# fetchmail -> cannot find my own host..

## calmar

hi, fetchmail actually works but there is still this message:

root@calmar etc # fetchmail

fetchmail: WARNING: Running as root is discouraged.

gethostbyname failed for calmar

Name or service not knownCannot find my own host in hosts database to qualify it!

Trying to continue with unqualified hostname.

DO NOT report broken Received: headers, HELO/EHLO lines or similar problems!

DO repair your /etc/hosts, DNS, NIS or LDAP instead.

fetchmail: background fetchmail at 9066 awakened.

/etc/hosts

127.0.0.1        localhost.localdomain localhost

::1             localhost

It's on a single PC connected to the internet via DHCP

many thanks for any hints.

calmar

----------

## Mike Hunt

As you can see in your /etc/hosts file, the hostname "calmar" is not represented, therefore the failure.

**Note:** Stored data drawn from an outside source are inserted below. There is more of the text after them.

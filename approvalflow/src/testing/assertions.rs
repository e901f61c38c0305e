//! Test assertions for workflow instances.

use crate::core::InstanceStatus;
use crate::model::Instance;

/// Asserts that the instance has the expected status.
pub fn assert_status(instance: &Instance, expected: InstanceStatus) {
    assert_eq!(
        instance.status, expected,
        "Expected status {expected}, got {} (instance {})",
        instance.status, instance.id
    );
}

/// Asserts that the audit log is consistent with the instance.
///
/// Replaying the status-changing transitions must reach the current status,
/// every completed task must carry a completion time, and terminal
/// instances must carry one too.
pub fn assert_audit_consistent(instance: &Instance) {
    assert_eq!(
        instance.replay_status(),
        Some(instance.status),
        "Transition log does not replay to {}: {:?}",
        instance.status,
        instance
            .transitions
            .iter()
            .map(|t| (t.trigger_kind, t.from_status, t.to_status))
            .collect::<Vec<_>>()
    );

    for task in instance.completed_tasks() {
        assert!(
            task.completed_at.is_some(),
            "Task {} is {} but has no completion time",
            task.id,
            task.decision
        );
    }

    if instance.status.is_terminal() {
        assert!(
            instance.completed_at.is_some(),
            "Terminal instance {} has no completion time",
            instance.id
        );
    }
}

/// Asserts the assignees of the actionable tasks, in task order.
pub fn assert_pending_assignees(instance: &Instance, expected: &[&str]) {
    let actual: Vec<&str> = instance
        .actionable_tasks()
        .map(|t| t.assignee_id.as_str())
        .collect();
    assert_eq!(actual, expected, "Unexpected actionable assignees");
}
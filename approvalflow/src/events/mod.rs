//! Workflow notifications.
//!
//! The engine describes every committed change as a [`WorkflowEvent`] and
//! hands it to an [`EventSink`]. Delivery (mail, chat, webhooks) lives behind
//! the sink; the engine never waits on it and never sees its failures.

mod event;
mod queue;
mod sink;

pub use event::{WorkflowEvent, WorkflowEventKind};
pub use queue::{DispatchMetrics, QueuedEventSink};
pub use sink::{CollectingEventSink, EventSink, LoggingEventSink, NoOpEventSink};

#[cfg(test)]
pub use sink::MockEventSink;
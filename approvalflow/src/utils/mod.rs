//! Utility functions for id generation, timestamps and clocks.

pub mod timestamps;
mod uuid_utils;

pub use timestamps::{format_iso8601, Clock, ManualClock, SystemClock, Timestamp};
pub use uuid_utils::{generate_id, generate_uuid};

A simple  /etc/hosts example would look something like this:

```
127.0.0.1 mybox.at.myplace mybox localhost
```

Also make sure the /etc/conf.d/hostname file is correctly configured. Review the Gentoo Handbook Chapter 8 if necessary.

----------

## calmar

Thanks.

----------

## tomk

Moved from Installing Gentoo to Networking & Security.

----------